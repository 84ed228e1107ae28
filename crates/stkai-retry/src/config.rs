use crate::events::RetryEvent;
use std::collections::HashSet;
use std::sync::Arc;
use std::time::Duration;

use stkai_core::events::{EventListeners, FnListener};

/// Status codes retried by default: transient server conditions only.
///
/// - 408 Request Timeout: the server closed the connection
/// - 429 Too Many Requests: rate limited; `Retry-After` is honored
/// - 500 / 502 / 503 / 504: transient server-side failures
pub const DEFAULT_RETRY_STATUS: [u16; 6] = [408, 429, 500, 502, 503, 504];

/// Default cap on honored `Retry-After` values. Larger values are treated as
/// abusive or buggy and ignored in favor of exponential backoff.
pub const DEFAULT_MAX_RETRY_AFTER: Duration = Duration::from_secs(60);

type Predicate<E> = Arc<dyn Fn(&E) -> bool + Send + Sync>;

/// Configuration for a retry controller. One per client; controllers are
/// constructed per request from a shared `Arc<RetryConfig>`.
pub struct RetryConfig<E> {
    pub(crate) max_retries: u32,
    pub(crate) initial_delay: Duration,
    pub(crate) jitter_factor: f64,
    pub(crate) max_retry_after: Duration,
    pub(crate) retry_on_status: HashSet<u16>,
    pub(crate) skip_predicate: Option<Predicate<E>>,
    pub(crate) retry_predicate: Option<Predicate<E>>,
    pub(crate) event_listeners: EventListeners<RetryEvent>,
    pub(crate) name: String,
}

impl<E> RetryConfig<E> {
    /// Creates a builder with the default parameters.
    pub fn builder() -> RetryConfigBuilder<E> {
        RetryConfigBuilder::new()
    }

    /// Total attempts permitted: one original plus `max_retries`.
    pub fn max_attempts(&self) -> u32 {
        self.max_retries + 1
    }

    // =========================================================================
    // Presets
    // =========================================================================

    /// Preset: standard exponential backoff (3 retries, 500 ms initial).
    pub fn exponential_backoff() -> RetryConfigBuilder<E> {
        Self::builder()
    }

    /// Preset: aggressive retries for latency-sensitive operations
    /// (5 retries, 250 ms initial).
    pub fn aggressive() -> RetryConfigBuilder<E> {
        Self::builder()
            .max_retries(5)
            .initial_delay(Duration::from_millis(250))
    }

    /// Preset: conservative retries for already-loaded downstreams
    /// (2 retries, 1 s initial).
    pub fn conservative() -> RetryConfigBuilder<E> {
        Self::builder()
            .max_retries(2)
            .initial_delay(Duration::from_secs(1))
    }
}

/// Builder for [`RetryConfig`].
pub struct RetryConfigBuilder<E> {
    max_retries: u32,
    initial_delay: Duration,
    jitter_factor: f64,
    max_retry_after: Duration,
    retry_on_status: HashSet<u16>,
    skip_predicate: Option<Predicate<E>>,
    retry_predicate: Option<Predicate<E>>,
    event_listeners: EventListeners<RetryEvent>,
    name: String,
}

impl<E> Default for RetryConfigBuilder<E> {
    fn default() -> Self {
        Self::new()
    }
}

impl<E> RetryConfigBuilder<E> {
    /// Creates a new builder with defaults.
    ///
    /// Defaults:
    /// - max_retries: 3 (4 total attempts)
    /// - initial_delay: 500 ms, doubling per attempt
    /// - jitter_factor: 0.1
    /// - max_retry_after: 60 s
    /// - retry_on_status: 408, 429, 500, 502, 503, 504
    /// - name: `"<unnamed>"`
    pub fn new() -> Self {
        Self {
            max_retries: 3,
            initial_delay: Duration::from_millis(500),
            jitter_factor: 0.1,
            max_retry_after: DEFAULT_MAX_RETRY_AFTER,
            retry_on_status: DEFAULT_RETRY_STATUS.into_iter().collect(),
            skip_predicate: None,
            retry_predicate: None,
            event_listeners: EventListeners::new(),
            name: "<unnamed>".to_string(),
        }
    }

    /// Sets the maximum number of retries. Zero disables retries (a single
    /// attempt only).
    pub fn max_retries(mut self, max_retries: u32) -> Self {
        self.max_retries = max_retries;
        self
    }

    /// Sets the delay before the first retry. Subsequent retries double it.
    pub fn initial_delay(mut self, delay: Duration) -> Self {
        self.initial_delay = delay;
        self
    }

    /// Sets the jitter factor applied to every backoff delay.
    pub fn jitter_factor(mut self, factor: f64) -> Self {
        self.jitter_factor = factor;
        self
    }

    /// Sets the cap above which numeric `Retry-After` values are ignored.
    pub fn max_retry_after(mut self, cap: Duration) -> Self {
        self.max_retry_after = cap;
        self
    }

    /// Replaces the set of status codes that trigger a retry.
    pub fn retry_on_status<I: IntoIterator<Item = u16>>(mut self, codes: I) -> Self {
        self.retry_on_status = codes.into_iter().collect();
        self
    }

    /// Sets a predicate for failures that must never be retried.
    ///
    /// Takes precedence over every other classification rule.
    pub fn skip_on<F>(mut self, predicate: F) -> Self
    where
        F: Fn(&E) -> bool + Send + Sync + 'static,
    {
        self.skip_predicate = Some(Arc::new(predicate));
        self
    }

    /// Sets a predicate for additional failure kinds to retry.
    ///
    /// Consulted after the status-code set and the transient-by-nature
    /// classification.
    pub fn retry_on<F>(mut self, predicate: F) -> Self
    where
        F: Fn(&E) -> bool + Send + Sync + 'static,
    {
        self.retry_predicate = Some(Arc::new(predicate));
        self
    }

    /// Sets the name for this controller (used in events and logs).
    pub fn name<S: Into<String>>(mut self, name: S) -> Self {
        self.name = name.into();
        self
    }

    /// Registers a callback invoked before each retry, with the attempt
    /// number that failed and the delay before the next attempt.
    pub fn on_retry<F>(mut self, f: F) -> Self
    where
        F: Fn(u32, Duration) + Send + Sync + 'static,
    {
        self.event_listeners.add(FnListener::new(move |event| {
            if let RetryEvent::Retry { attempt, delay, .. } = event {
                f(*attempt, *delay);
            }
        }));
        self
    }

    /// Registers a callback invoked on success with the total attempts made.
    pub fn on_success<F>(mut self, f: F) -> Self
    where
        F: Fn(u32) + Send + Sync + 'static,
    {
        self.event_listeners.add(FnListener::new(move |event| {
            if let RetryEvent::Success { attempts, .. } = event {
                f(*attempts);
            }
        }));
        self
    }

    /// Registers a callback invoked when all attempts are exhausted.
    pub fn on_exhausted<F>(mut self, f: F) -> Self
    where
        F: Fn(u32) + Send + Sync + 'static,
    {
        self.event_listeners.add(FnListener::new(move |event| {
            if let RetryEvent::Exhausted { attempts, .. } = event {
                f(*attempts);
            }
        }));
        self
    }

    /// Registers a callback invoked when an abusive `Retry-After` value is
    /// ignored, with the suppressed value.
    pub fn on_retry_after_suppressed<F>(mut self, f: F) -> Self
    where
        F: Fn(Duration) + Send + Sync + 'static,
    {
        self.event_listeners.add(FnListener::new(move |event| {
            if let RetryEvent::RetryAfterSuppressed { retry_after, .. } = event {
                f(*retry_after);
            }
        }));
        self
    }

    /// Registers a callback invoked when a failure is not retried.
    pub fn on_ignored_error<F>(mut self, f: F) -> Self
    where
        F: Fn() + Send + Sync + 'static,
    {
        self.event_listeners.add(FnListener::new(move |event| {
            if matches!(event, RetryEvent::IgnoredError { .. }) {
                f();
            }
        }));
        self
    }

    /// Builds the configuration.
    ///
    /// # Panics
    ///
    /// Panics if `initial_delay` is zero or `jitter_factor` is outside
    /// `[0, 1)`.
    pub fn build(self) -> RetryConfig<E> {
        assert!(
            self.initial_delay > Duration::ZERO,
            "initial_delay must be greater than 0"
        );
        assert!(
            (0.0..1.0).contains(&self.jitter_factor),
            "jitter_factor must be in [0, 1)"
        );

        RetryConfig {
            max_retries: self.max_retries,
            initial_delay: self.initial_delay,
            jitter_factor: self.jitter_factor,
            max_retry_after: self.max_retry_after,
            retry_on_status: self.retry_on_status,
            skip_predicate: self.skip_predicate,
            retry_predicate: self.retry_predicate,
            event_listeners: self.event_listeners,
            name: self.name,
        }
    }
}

> **TASK GOAL**
The stopping point is the line containing "closed the connection". Reproduce exactly every line of the material from the first through that one.

> **WORKED SOLUTION**
repository 84ed228e1107ae28
filename crates/stkai-retry/src/config.rs
use crate::events::RetryEvent;
use std::collections::HashSet;
use std::sync::Arc;
use std::time::Duration;

use stkai_core::events::{EventListeners, FnListener};

/// Status codes retried by default: transient server conditions only.
///
/// - 408 Request Timeout: the server closed the connection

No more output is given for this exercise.